Motion recovery from image sequences: Discrete viewpoint vs. differential viewpoint

  • Yi Ma
  • Jana Košecká
  • Shankar Sastry
Conference paper
Part of the Lecture Notes in Computer Science book series (LNCS, volume 1407)


The aim of this paper is to explore intrinsic geometric methods of recovering the three dimensional motion of a moving camera from a sequence of images. Generic similarities between the discrete approach and the differential approach are revealed through a parallel development of their analogous motion estimation theories.

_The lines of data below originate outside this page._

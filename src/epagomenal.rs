// SPDX-License-Identifier: AGPL-3.0-or-later
// Copyright (C) 2026 Vallés Puig, Ramon

//! Shared arithmetic of the 13-month calendars.
//!
//! The Coptic, Pharaonic and Bosparanian calendars all have twelve months of
//! 30 days followed by a short intercalary month of 5 days.  They differ in
//! the pivot day on which year 1 starts and in whether (and when) the
//! intercalary month grows to 6 days.

const MONTH_DAYS: i64 = 30;
const COMMON_YEAR_DAYS: i64 = 365;
const LEAP_CYCLE_DAYS: i64 = 4 * COMMON_YEAR_DAYS + 1;

/// Layout of a 12×30 + intercalary-month calendar.
#[derive(Debug, Copy, Clone, PartialEq, Eq)]
pub(crate) struct EpagomenalRules {
    /// Day count of day 1 of month 1 of year 1.
    pub epoch: i64,
    /// A year is a leap year when `year mod 4` equals this residue.
    pub leap_residue: Option<i64>,
}

impl EpagomenalRules {
    pub const fn is_leap_year(&self, year: i64) -> bool {
        match self.leap_residue {
            Some(residue) => year.rem_euclid(4) == residue,
            None => false,
        }
    }

    pub const fn days_in_month(&self, year: i64, month: u8) -> u8 {
        match month {
            1..=12 => MONTH_DAYS as u8,
            13 if self.is_leap_year(year) => 6,
            13 => 5,
            _ => 0,
        }
    }

    /// Leap years in `[1, year)`, negative for years before 1.
    const fn leap_years_before(&self, year: i64) -> i64 {
        match self.leap_residue {
            Some(residue) => (year - 1 - residue).div_euclid(4) - (-residue).div_euclid(4),
            None => 0,
        }
    }

    /// Days from the epoch to day 1 of `year`.
    const fn days_before_year(&self, year: i64) -> i64 {
        COMMON_YEAR_DAYS * (year - 1) + self.leap_years_before(year)
    }

    pub const fn day_count_of(&self, year: i64, month: u8, day: u8) -> i64 {
        self.epoch
            + self.days_before_year(year)
            + MONTH_DAYS * (month as i64 - 1)
            + (day as i64 - 1)
    }

    pub fn from_day_count(&self, day_count: i64) -> (i64, u8, u8) {
        let offset = day_count - self.epoch;
        let cycle = if self.leap_residue.is_some() {
            LEAP_CYCLE_DAYS
        } else {
            4 * COMMON_YEAR_DAYS
        };
        // The estimate is off by at most one year in either direction.
        let mut year = (4 * offset).div_euclid(cycle) + 1;
        while self.days_before_year(year) > offset {
            year -= 1;
        }
        while self.days_before_year(year + 1) <= offset {
            year += 1;
        }
        let day_of_year = offset - self.days_before_year(year);
        (
            year,
            (day_of_year / MONTH_DAYS + 1) as u8,
            (day_of_year % MONTH_DAYS + 1) as u8,
        )
    }
}

#[cfg(test)]
mod tests {
    use super::*;

    const LEAP_AT_3: EpagomenalRules = EpagomenalRules {
        epoch: 1_000,
        leap_residue: Some(3),
    };
    const NO_LEAP: EpagomenalRules = EpagomenalRules {
        epoch: -500,
        leap_residue: None,
    };

    fn year_length(rules: &EpagomenalRules, year: i64) -> i64 {
        rules.day_count_of(year + 1, 1, 1) - rules.day_count_of(year, 1, 1)
    }

    #[test]
    fn year_lengths_follow_leap_residue() {
        let lengths: Vec<i64> = (-1..=7).map(|y| year_length(&LEAP_AT_3, y)).collect();
        assert_eq!(lengths, [366, 365, 365, 365, 366, 365, 365, 365, 366]);
        assert!((-10..10).all(|y| year_length(&NO_LEAP, y) == 365));
    }

    #[test]
    fn epoch_is_first_day_of_year_one() {
        assert_eq!(LEAP_AT_3.from_day_count(1_000), (1, 1, 1));
        assert_eq!(LEAP_AT_3.from_day_count(999), (0, 13, 5));
        assert_eq!(NO_LEAP.from_day_count(-501), (0, 13, 5));
    }

    #[test]
    fn intercalary_month_length() {
        assert_eq!(LEAP_AT_3.days_in_month(3, 13), 6);
        assert_eq!(LEAP_AT_3.days_in_month(4, 13), 5);
        assert_eq!(LEAP_AT_3.days_in_month(4, 12), 30);
        assert_eq!(LEAP_AT_3.days_in_month(4, 14), 0);
        assert_eq!(LEAP_AT_3.from_day_count(LEAP_AT_3.day_count_of(3, 13, 6)), (3, 13, 6));
        assert_eq!(LEAP_AT_3.from_day_count(LEAP_AT_3.day_count_of(3, 13, 6) + 1), (4, 1, 1));
    }

    #[test]
    fn roundtrip_both_layouts() {
        for rules in [LEAP_AT_3, NO_LEAP] {
            for n in (-200_000..200_000).step_by(3) {
                let (y, m, d) = rules.from_day_count(n);
                assert!(d <= rules.days_in_month(y, m));
                assert_eq!(rules.day_count_of(y, m, d), n);
            }
        }
    }
}
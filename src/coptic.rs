// SPDX-License-Identifier: AGPL-3.0-or-later
// Copyright (C) 2026 Vallés Puig, Ramon

//! The Coptic calendar.
//!
//! Twelve months of 30 days and the epagomenal month Pi Kogi Enavot of 5
//! days, 6 in years with `year mod 4 == 3`.  1 Thout 1 is JDN 1 825 030
//! (29 August 284 Julian).

use crate::calendar::{weekday, Calendar, DateCalendar};
use crate::config::AxisConfig;
use crate::duration::DurationType;
use crate::dynamic::CalendarKind;
use crate::epagomenal::EpagomenalRules;
use crate::error::Result;
use crate::gregorian::Gregorian;
use crate::instant::{TimeDelta, TimeValue};
use crate::period::TimePeriod;
use crate::strip::StripPair;
use crate::time_type::{self, TimeType};

const RULES: EpagomenalRules = EpagomenalRules {
    epoch: 1_825_030,
    leap_residue: Some(3),
};

const MONTH_NAMES: [&str; 13] = [
    "Thout",
    "Paopi",
    "Hathor",
    "Koiak",
    "Tobi",
    "Meshir",
    "Paremhat",
    "Parmouti",
    "Pashons",
    "Paoni",
    "Epip",
    "Mesori",
    "Pi Kogi Enavot",
];

const MONTH_ABBREVIATIONS: [&str; 13] = [
    "Tht", "Pop", "Hat", "Kia", "Tob", "Msh", "Pmh", "Pmo", "Pas", "Pon", "Epp", "Mso", "PKE",
];

const WEEKDAY_NAMES: [&str; 7] = [
    "Pesnau",
    "Pshoment",
    "Peftoou",
    "Ptiou",
    "Psoou",
    "Psabbaton",
    "Tkyriake",
];

const WEEKDAY_ABBREVIATIONS: [&str; 7] = ["Psn", "Psh", "Pef", "Pti", "Pso", "Psa", "Tky"];

/// Coptic calendar marker.
#[derive(Debug, Copy, Clone, Default, PartialEq, Eq, PartialOrd, Ord, Hash)]
pub struct Coptic;

impl Calendar for Coptic {
    const LABEL: &'static str = "Coptic";
    const KIND: CalendarKind = CalendarKind::Coptic;
    const SECONDS_PER_DAY: i64 = 86_400;
}

impl DateCalendar for Coptic {
    const MONTH_NAMES: &'static [&'static str] = &MONTH_NAMES;
    const MONTH_ABBREVIATIONS: &'static [&'static str] = &MONTH_ABBREVIATIONS;
    const WEEKDAY_NAMES: &'static [&'static str; 7] = &WEEKDAY_NAMES;
    const WEEKDAY_ABBREVIATIONS: &'static [&'static str; 7] = &WEEKDAY_ABBREVIATIONS;

    fn is_leap_year(year: i64) -> bool {
        RULES.is_leap_year(year)
    }

    fn months_in_year(_year: i64) -> u8 {
        13
    }

    fn days_in_month(year: i64, month: u8) -> u8 {
        RULES.days_in_month(year, month)
    }

    fn day_count_of(year: i64, month: u8, day: u8) -> i64 {
        RULES.day_count_of(year, month, day)
    }

    fn from_day_count(day_count: i64) -> (i64, u8, u8) {
        RULES.from_day_count(day_count)
    }

    fn intercalary_quarter_label() -> &'static str {
        "PKE"
    }
}

impl TimeType for Coptic {
    fn now() -> TimeValue<Self> {
        Gregorian::now().to::<Self>()
    }

    fn parse_time(text: &str) -> Result<TimeValue<Self>> {
        time_type::parse_date_time::<Self>(text)
    }

    fn format_time(time: TimeValue<Self>) -> String {
        time_type::format_date_time(time)
    }

    fn format_delta(delta: TimeDelta<Self>, parts: &[DurationType]) -> String {
        time_type::format_date_delta(delta, parts)
    }

    fn min_time() -> TimeValue<Self> {
        Gregorian::min_time().to::<Self>()
    }

    fn max_time() -> TimeValue<Self> {
        Gregorian::max_time().to::<Self>()
    }

    /// Psabbaton and Tkyriake.
    fn is_weekend_day(time: TimeValue<Self>) -> bool {
        weekday(time.day_count()) >= 5
    }

    fn min_zoom_delta() -> TimeDelta<Self> {
        time_type::date_min_zoom_delta()
    }

    fn max_zoom_delta() -> TimeDelta<Self> {
        time_type::date_max_zoom_delta()
    }

    fn choose_strips(period: &TimePeriod<Self>, width_px: f64, config: &AxisConfig) -> StripPair<Self> {
        time_type::choose_date_strips(period, width_px, config)
    }
}

#[cfg(test)]
mod tests {
    use super::*;

    fn gregorian(y: i64, m: u8, d: u8) -> TimeValue<Coptic> {
        TimeValue::<Gregorian>::from_ymd(y, m, d).unwrap().to::<Coptic>()
    }

    #[test]
    fn new_year_dates() {
        assert_eq!(gregorian(2012, 9, 11).date().day_of_year(), 1);
        let date = gregorian(2012, 9, 11).date();
        assert_eq!((date.year(), date.month(), date.day()), (1729, 1, 1));
        let date = gregorian(2015, 9, 11).date();
        assert_eq!((date.year(), date.month(), date.day()), (1731, 13, 6));
        let date = gregorian(2015, 9, 12).date();
        assert_eq!((date.year(), date.month(), date.day()), (1732, 1, 1));
    }

    #[test]
    fn leap_years_have_six_epagomenal_days() {
        assert!(Coptic::is_leap_year(1731));
        assert!(!Coptic::is_leap_year(1732));
        assert_eq!(Coptic::days_in_month(1731, 13), 6);
        assert_eq!(Coptic::days_in_month(1732, 13), 5);
        assert!(Coptic::to_day_count(1732, 13, 6).is_err());
    }

    #[test]
    fn weekend_table() {
        // 6 and 7 July 2013: Paoni 29 and 30, 1729.
        let saturday = gregorian(2013, 7, 6);
        let sunday = gregorian(2013, 7, 7);
        let thursday = gregorian(2013, 7, 4);
        assert_eq!(Coptic::weekday_name(saturday.weekday()), "Psabbaton");
        assert_eq!(Coptic::weekday_name(sunday.weekday()), "Tkyriake");
        assert!(Coptic::is_weekend_day(saturday));
        assert!(Coptic::is_weekend_day(sunday));
        assert!(!Coptic::is_weekend_day(thursday));
        assert!(!Coptic::is_special_day(sunday));
    }

    #[test]
    fn roundtrip_over_wide_range() {
        for n in -2_000_000..=5_000_000 {
            let (y, m, d) = Coptic::from_day_count(n);
            assert_eq!(Coptic::day_count_of(y, m, d), n, "day count {n}");
        }
    }

    #[test]
    fn parse_and_format() {
        let t = Coptic::parse_time("1729-10-30 08:00").unwrap();
        assert_eq!(t.to::<Gregorian>().date().day(), 7);
        assert_eq!(Coptic::format_time(t), "1729-10-30 08:00:00");
        assert!(Coptic::parse_time("1729-13-06").is_err());
    }
}
// SPDX-License-Identifier: AGPL-3.0-or-later
// Copyright (C) 2026 Vallés Puig, Ramon

//! Multi-calendar time engine for a zoomable timeline.
//!
//! All calendars share one integer pivot, the Julian Day Number, plus a
//! seconds-in-day component.  Converting between calendars is therefore
//! exact and never changes the stored value; only the reading changes.
//!
//! # Core types
//!
//! - [`TimeValue<C>`]: an instant parameterised by a [`Calendar`] marker.
//! - [`TimeDelta<C>`]: the matching signed duration.
//! - [`TimePeriod<C>`]: a closed span, the visible window of an axis.
//! - [`TimeType`]: per-calendar parsing, formatting, range, day
//!   classification, zoom limits and strip choice.
//! - [`Strip`] / [`DateStrip`] / [`NumericStrip`]: the units an axis is
//!   divided into.
//! - [`Axis`]: walks the chosen strips across a pixel width.
//! - [`AnyTime`] / [`AnyDelta`]: runtime-tagged values for callers that
//!   read the calendar from data.
//!
//! # Calendars
//!
//! | Marker | Months | Leap rule | Weekend | Special days |
//! |--------|--------|-----------|---------|--------------|
//! | [`Gregorian`] | 12 | 4/100/400 | Sat, Sun | none |
//! | [`Coptic`] | 12 × 30 + 5/6 | `year mod 4 == 3` | Psabbaton, Tkyriake | none |
//! | [`Pharaonic`] | 12 × 30 + 5/6 | `year mod 4 == 0` | days 10, 20, 30 | epagomenal days |
//! | [`Bosparanian`] | 12 × 30 + 5 | none | none | Praiostag |
//! | [`Numeric`] | n/a | n/a | none | none |
//!
//! Years ≤ 0 are labelled `BC` as `1 - year` (year 0 is `1 BC`).
//!
//! # Example
//!
//! ```
//! use timestrip::{Coptic, Gregorian, TimeType, TimeValue};
//!
//! let t = Gregorian::parse_time("2013-07-07 08:00").unwrap();
//! let coptic: TimeValue<Coptic> = t.to::<Coptic>();
//! assert_eq!(Coptic::format_time(coptic), "1729-10-30 08:00:00");
//! assert!(Gregorian::is_weekend_day(t));
//! ```

pub mod axis;
mod bosparanian;
pub mod calendar;
mod config;
mod coptic;
mod duration;
pub mod dynamic;
mod epagomenal;
mod error;
mod gregorian;
pub(crate) mod instant;
mod numeric;
mod period;
mod pharaonic;
pub mod strip;
pub mod time_type;

// ── Re-exports ────────────────────────────────────────────────────────────

pub use axis::{walk, Axis, StripWalk, Tick};
pub use bosparanian::Bosparanian;
pub use calendar::{format_year, weekday, Calendar, CalendarDate, DateCalendar};
pub use config::{AxisConfig, WeekStart};
pub use coptic::Coptic;
pub use duration::{DurationFormatter, DurationType};
pub use dynamic::{AnyDelta, AnyTime, CalendarKind};
pub use error::{Result, Side, TimeError};
pub use gregorian::Gregorian;
pub use instant::{TimeDelta, TimeValue};
pub use numeric::{Numeric, NumericStrip};
pub use period::TimePeriod;
pub use pharaonic::Pharaonic;
pub use strip::{DateStrip, Strip, StripKind, StripPair};
pub use time_type::TimeType;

We begin with a brief review of the (discrete) essential matrix approach, showing how to recover the 3D displacement from image correspondences. The space of normalized essential matrices is characterized geometrically: the unit tangent bundle of the rotation group is a double covering of the space of normalized essential matrices. This characterization naturally explains the geometry of the possible number of 3D displacements which can be obtained from the essential matrix.

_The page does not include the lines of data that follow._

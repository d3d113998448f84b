// SPDX-License-Identifier: AGPL-3.0-or-later
// Copyright (C) 2026 Vallés Puig, Ramon

//! The Bosparanian calendar (years counted after the Fall of Bosparan, BF).
//!
//! Twelve god-named months of 30 days and the five Nameless Days, a fixed
//! 365-day year without leap years.  1 Praios 1 BF is JDN 2 078 449.
//! Praiostag, the day of the sun god, is a holiday every week.

use crate::calendar::{weekday, Calendar, DateCalendar};
use crate::config::AxisConfig;
use crate::duration::DurationType;
use crate::dynamic::CalendarKind;
use crate::epagomenal::EpagomenalRules;
use crate::error::Result;
use crate::gregorian::Gregorian;
use crate::instant::{TimeDelta, TimeValue};
use crate::period::TimePeriod;
use crate::strip::StripPair;
use crate::time_type::{self, TimeType};

const RULES: EpagomenalRules = EpagomenalRules {
    epoch: 2_078_449,
    leap_residue: None,
};

const PRAIOSTAG: u8 = 3;

const MONTH_NAMES: [&str; 13] = [
    "Praios",
    "Rondra",
    "Efferd",
    "Travia",
    "Boron",
    "Hesinde",
    "Firun",
    "Tsa",
    "Phex",
    "Peraine",
    "Ingerimm",
    "Rahja",
    "Namenlose Tage",
];

const MONTH_ABBREVIATIONS: [&str; 13] = [
    "Pra", "Ron", "Eff", "Tra", "Bor", "Hes", "Fir", "Tsa", "Phe", "Per", "Ing", "Rah", "Nam",
];

const WEEKDAY_NAMES: [&str; 7] = [
    "Windstag",
    "Erdstag",
    "Markttag",
    "Praiostag",
    "Rohalstag",
    "Feuertag",
    "Wassertag",
];

const WEEKDAY_ABBREVIATIONS: [&str; 7] = ["Wi", "Er", "Ma", "Pr", "Ro", "Fe", "Wa"];

/// Bosparanian calendar marker.
#[derive(Debug, Copy, Clone, Default, PartialEq, Eq, PartialOrd, Ord, Hash)]
pub struct Bosparanian;

impl Calendar for Bosparanian {
    const LABEL: &'static str = "Bosparanian";
    const KIND: CalendarKind = CalendarKind::Bosparanian;
    const SECONDS_PER_DAY: i64 = 86_400;
}

impl DateCalendar for Bosparanian {
    const MONTH_NAMES: &'static [&'static str] = &MONTH_NAMES;
    const MONTH_ABBREVIATIONS: &'static [&'static str] = &MONTH_ABBREVIATIONS;
    const WEEKDAY_NAMES: &'static [&'static str; 7] = &WEEKDAY_NAMES;
    const WEEKDAY_ABBREVIATIONS: &'static [&'static str; 7] = &WEEKDAY_ABBREVIATIONS;

    fn is_leap_year(_year: i64) -> bool {
        false
    }

    fn months_in_year(_year: i64) -> u8 {
        13
    }

    fn days_in_month(year: i64, month: u8) -> u8 {
        RULES.days_in_month(year, month)
    }

    fn day_count_of(year: i64, month: u8, day: u8) -> i64 {
        RULES.day_count_of(year, month, day)
    }

    fn from_day_count(day_count: i64) -> (i64, u8, u8) {
        RULES.from_day_count(day_count)
    }

    fn intercalary_quarter_label() -> &'static str {
        "NLD"
    }
}

impl TimeType for Bosparanian {
    fn now() -> TimeValue<Self> {
        Gregorian::now().to::<Self>()
    }

    fn parse_time(text: &str) -> Result<TimeValue<Self>> {
        time_type::parse_date_time::<Self>(text)
    }

    fn format_time(time: TimeValue<Self>) -> String {
        time_type::format_date_time(time)
    }

    fn format_delta(delta: TimeDelta<Self>, parts: &[DurationType]) -> String {
        time_type::format_date_delta(delta, parts)
    }

    fn min_time() -> TimeValue<Self> {
        Gregorian::min_time().to::<Self>()
    }

    fn max_time() -> TimeValue<Self> {
        Gregorian::max_time().to::<Self>()
    }

    fn is_weekend_day(_time: TimeValue<Self>) -> bool {
        false
    }

    fn is_special_day(time: TimeValue<Self>) -> bool {
        weekday(time.day_count()) == PRAIOSTAG
    }

    fn min_zoom_delta() -> TimeDelta<Self> {
        time_type::date_min_zoom_delta()
    }

    fn max_zoom_delta() -> TimeDelta<Self> {
        time_type::date_max_zoom_delta()
    }

    fn choose_strips(period: &TimePeriod<Self>, width_px: f64, config: &AxisConfig) -> StripPair<Self> {
        time_type::choose_date_strips(period, width_px, config)
    }
}

#[cfg(test)]
mod tests {
    use super::*;

    fn bosparanian(y: i64, m: u8, d: u8) -> TimeValue<Bosparanian> {
        TimeValue::from_ymd(y, m, d).unwrap()
    }

    #[test]
    fn epoch_and_sample_dates() {
        let first = bosparanian(1, 1, 1).to::<Gregorian>().date();
        assert_eq!((first.year(), first.month(), first.day()), (978, 7, 1));
        let july_7 = TimeValue::<Gregorian>::from_ymd(2013, 7, 7).unwrap().to::<Bosparanian>();
        let date = july_7.date();
        assert_eq!((date.year(), date.month(), date.day()), (1036, 9, 18));
    }

    #[test]
    fn every_year_has_five_nameless_days() {
        for year in [-3, 0, 1, 4, 1036, 1040] {
            assert!(!Bosparanian::is_leap_year(year));
            assert_eq!(Bosparanian::days_in_month(year, 13), 5);
            assert_eq!(
                Bosparanian::day_count_of(year + 1, 1, 1) - Bosparanian::day_count_of(year, 1, 1),
                365
            );
        }
        assert!(Bosparanian::to_day_count(1036, 13, 6).is_err());
    }

    #[test]
    fn special_day_table() {
        // Phex 15 to 21, 1036 BF: Praiostag falls on Phex 15.
        let special: Vec<u8> = (15..=21)
            .filter(|d| Bosparanian::is_special_day(bosparanian(1036, 9, *d)))
            .collect();
        assert_eq!(special, [15]);
        assert_eq!(
            Bosparanian::weekday_name(bosparanian(1036, 9, 15).weekday()),
            "Praiostag"
        );
        assert!(Bosparanian::is_special_day(bosparanian(1036, 9, 22)));
        assert!((15..=21).all(|d| !Bosparanian::is_weekend_day(bosparanian(1036, 9, d))));
    }

    #[test]
    fn roundtrip_over_wide_range() {
        for n in -2_000_000..=5_000_000 {
            let (y, m, d) = Bosparanian::from_day_count(n);
            assert_eq!(Bosparanian::day_count_of(y, m, d), n, "day count {n}");
        }
    }
}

Second, a differential version of the essential matrix constraint previously explored by [19, 20] is presented. We then present the precise characterization of the space of differential essential matrices, which gives rise to a novel eigenvector-decomposition-based 3D velocity estimation algorithm from the optical flow measurements. This algorithm gives a unique solution to the motion estimation problem and serves as a differential counterpart of the SVD-based 3D displacement estimation algorithm from the discrete case.

Finally, simulation results are presented evaluating the performance of our algorithm in terms of bias and sensitivity of the estimates with respect to the noise in optical flow measurements.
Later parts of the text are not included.